[Supplied material Boundary: Start]
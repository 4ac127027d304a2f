//! Unit price representation using decimal arithmetic.
//!
//! Prices are carried for display only. The cart never sums or taxes them.

use core::fmt;

use rust_decimal::Decimal;
use serde::{Deserialize, Serialize};

/// Errors that can occur when constructing a [`Price`].
#[derive(thiserror::Error, Debug, Clone, PartialEq, Eq)]
pub enum PriceError {
    /// The amount is below zero.
    #[error("price cannot be negative (got {0})")]
    Negative(Decimal),
    /// The input is not a decimal number.
    #[error("invalid price: {0}")]
    Invalid(String),
}

/// A non-negative unit price in the store's currency.
///
/// Serialized as a decimal string (`"19.99"`) so the stored cart is
/// lossless. Deserialization also accepts a JSON number, which is how
/// older clients wrote prices.
#[derive(Debug, Clone, Copy, PartialEq, Eq, Hash, PartialOrd, Ord, Serialize, Deserialize)]
#[serde(try_from = "Decimal", into = "Decimal")]
pub struct Price(Decimal);

impl Price {
    /// A price of zero.
    pub const ZERO: Self = Self(Decimal::ZERO);

    /// Create a new price.
    ///
    /// # Errors
    ///
    /// Returns `PriceError::Negative` if `amount` is below zero.
    pub fn new(amount: Decimal) -> Result<Self, PriceError> {
        if amount.is_sign_negative() && !amount.is_zero() {
            return Err(PriceError::Negative(amount));
        }
        Ok(Self(amount))
    }

    /// Create a price from an amount in cents.
    ///
    /// # Errors
    ///
    /// Returns `PriceError::Negative` if `cents` is below zero.
    pub fn from_cents(cents: i64) -> Result<Self, PriceError> {
        Self::new(Decimal::new(cents, 2))
    }

    /// The amount in the currency's standard unit.
    #[must_use]
    pub const fn amount(&self) -> Decimal {
        self.0
    }
}

impl fmt::Display for Price {
    fn fmt(&self, f: &mut fmt::Formatter<'_>) -> fmt::Result {
        write!(f, "{:.2}", self.0)
    }
}

impl std::str::FromStr for Price {
    type Err = PriceError;

    fn from_str(s: &str) -> Result<Self, Self::Err> {
        let amount = Decimal::from_str_exact(s.trim())
            .map_err(|e| PriceError::Invalid(format!("{s}: {e}")))?;
        Self::new(amount)
    }
}

impl TryFrom<Decimal> for Price {
    type Error = PriceError;

    fn try_from(amount: Decimal) -> Result<Self, Self::Error> {
        Self::new(amount)
    }
}

impl From<Price> for Decimal {
    fn from(price: Price) -> Self {
        price.0
    }
}

#[cfg(test)]
#[allow(clippy::unwrap_used)]
mod tests {
    use super::*;

    #[test]
    fn test_negative_rejected() {
        assert!(matches!(
            Price::new(Decimal::new(-1, 0)),
            Err(PriceError::Negative(_))
        ));
    }

    #[test]
    fn test_zero_allowed() {
        assert_eq!(Price::new(Decimal::ZERO).unwrap(), Price::ZERO);
    }

    #[test]
    fn test_from_cents() {
        let price = Price::from_cents(1999).unwrap();
        assert_eq!(price.amount(), Decimal::new(1999, 2));
        assert_eq!(price.to_string(), "19.99");
    }

    #[test]
    fn test_parse() {
        let price: Price = "12.50".parse().unwrap();
        assert_eq!(price, Price::from_cents(1250).unwrap());
        assert!("twelve".parse::<Price>().is_err());
        assert!("-3".parse::<Price>().is_err());
    }

    #[test]
    fn test_serializes_as_string() {
        let price = Price::from_cents(1999).unwrap();
        assert_eq!(serde_json::to_string(&price).unwrap(), "\"19.99\"");
    }

    #[test]
    fn test_deserializes_legacy_number() {
        let price: Price = serde_json::from_str("10").unwrap();
        assert_eq!(price.amount(), Decimal::new(10, 0));

        let price: Price = serde_json::from_str("19.99").unwrap();
        assert_eq!(price, Price::from_cents(1999).unwrap());
    }
}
[Supplied material Boundary: End]
## Task requirements
Note how many lines of the material hold the word "Clone", then state that number alone.

## Answer box
2